(Saved entries)
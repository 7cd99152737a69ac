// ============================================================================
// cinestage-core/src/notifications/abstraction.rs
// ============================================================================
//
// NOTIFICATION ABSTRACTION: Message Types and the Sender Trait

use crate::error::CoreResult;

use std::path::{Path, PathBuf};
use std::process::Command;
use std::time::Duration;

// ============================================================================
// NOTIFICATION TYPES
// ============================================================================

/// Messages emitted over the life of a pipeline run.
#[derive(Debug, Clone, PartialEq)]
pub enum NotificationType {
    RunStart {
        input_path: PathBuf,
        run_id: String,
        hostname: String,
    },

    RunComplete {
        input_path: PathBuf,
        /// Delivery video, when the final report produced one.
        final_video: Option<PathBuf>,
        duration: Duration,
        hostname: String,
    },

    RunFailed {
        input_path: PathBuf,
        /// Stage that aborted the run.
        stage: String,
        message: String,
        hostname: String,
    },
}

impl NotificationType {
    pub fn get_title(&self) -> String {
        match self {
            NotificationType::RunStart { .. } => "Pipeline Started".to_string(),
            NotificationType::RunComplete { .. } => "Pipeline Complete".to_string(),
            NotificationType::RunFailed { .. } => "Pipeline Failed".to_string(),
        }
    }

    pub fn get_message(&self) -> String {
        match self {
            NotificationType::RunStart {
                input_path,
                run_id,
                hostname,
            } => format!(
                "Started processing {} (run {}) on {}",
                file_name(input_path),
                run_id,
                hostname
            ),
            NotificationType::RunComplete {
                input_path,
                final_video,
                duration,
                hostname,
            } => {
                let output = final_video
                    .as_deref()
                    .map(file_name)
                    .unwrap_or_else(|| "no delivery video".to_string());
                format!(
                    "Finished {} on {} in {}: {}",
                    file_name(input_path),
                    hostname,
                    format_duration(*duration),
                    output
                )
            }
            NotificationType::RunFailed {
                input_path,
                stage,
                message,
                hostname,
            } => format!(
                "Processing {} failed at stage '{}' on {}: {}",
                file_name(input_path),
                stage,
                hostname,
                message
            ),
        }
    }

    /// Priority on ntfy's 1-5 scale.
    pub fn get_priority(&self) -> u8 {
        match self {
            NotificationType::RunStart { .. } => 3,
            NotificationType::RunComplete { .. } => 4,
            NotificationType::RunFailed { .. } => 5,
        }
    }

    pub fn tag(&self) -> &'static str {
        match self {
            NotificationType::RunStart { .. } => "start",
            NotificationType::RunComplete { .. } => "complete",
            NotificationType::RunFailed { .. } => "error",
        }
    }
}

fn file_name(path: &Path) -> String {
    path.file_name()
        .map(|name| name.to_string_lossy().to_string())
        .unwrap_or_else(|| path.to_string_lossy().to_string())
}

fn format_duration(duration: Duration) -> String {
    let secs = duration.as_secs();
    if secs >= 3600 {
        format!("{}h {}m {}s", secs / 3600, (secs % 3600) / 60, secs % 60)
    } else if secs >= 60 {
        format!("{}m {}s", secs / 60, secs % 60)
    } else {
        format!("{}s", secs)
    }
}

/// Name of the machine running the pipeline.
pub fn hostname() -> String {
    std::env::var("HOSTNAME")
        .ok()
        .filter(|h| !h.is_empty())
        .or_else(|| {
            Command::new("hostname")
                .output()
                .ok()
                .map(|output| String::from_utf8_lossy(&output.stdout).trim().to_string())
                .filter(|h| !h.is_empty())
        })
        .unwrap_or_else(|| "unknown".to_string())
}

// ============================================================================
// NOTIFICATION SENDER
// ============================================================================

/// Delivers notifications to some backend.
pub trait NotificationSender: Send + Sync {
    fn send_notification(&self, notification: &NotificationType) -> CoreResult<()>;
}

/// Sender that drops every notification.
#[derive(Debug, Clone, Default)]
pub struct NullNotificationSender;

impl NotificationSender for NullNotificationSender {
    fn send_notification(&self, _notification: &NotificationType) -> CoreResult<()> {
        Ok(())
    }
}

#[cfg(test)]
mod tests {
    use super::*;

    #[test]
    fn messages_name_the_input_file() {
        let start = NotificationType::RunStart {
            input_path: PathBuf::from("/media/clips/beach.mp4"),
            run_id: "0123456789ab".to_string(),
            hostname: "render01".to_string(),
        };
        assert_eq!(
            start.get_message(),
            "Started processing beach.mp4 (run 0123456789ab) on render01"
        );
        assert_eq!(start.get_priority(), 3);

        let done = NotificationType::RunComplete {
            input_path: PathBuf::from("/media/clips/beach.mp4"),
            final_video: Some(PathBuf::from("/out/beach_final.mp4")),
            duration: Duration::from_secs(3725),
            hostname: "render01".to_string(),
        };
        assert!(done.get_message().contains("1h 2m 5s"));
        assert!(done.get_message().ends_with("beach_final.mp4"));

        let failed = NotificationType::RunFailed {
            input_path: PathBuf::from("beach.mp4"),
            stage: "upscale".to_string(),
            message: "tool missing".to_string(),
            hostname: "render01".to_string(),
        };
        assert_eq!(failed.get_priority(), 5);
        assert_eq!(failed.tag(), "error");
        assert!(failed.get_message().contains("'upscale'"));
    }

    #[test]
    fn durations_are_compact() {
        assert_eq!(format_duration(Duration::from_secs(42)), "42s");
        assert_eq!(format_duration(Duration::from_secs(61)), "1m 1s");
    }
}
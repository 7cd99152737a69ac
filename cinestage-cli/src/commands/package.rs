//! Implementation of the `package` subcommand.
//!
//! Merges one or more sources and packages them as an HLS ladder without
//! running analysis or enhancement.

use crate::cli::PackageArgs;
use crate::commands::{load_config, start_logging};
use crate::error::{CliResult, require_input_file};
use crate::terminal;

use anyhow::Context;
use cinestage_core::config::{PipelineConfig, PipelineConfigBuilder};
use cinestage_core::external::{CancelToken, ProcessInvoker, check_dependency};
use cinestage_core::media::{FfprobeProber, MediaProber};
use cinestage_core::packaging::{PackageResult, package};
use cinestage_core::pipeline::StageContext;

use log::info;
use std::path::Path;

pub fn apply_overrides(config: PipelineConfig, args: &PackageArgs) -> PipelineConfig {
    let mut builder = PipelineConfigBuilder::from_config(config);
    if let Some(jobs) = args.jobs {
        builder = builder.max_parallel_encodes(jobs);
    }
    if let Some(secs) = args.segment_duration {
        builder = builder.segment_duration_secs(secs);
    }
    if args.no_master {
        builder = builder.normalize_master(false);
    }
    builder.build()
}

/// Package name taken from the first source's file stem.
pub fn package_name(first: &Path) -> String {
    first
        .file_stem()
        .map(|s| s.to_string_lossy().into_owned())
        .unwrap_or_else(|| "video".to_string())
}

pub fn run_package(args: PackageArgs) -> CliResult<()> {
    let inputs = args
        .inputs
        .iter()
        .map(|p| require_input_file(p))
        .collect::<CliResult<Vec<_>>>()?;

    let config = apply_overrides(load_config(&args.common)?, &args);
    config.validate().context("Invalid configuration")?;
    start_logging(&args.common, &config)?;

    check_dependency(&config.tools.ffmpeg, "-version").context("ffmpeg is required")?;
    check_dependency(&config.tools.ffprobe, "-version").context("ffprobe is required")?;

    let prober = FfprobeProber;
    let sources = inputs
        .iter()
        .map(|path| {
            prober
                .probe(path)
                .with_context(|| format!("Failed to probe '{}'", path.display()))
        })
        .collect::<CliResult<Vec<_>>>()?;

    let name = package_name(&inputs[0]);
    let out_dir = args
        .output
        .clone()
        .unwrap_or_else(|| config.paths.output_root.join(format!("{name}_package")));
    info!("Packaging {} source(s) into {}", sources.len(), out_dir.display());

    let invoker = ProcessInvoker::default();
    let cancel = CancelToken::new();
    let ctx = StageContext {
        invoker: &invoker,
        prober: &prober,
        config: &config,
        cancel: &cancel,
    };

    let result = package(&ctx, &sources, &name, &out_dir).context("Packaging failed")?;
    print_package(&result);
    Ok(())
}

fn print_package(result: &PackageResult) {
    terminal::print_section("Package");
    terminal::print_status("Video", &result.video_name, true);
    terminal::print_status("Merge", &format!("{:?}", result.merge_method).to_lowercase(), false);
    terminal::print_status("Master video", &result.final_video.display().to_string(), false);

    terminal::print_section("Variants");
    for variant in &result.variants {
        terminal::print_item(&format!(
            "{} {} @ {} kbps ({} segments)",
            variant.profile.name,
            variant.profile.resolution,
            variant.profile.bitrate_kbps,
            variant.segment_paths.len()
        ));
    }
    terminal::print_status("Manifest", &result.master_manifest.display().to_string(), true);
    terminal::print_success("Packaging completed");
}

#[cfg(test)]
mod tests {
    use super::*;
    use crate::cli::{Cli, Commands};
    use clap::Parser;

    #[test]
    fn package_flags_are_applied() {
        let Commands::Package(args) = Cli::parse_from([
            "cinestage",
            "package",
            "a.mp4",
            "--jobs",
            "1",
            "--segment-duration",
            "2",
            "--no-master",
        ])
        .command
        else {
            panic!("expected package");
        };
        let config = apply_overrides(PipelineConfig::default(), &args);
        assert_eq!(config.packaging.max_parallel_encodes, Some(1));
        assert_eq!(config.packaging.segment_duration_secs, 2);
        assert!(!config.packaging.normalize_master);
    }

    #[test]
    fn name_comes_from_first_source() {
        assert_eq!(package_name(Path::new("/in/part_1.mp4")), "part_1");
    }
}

* _Your instructions_:
Look through the data above. Each line containing the word "ProcessInvoker" needs to be copied.

* _Solution_:
use cinestage_core::external::{CancelToken, ProcessInvoker, check_dependency};
    let invoker = ProcessInvoker::default();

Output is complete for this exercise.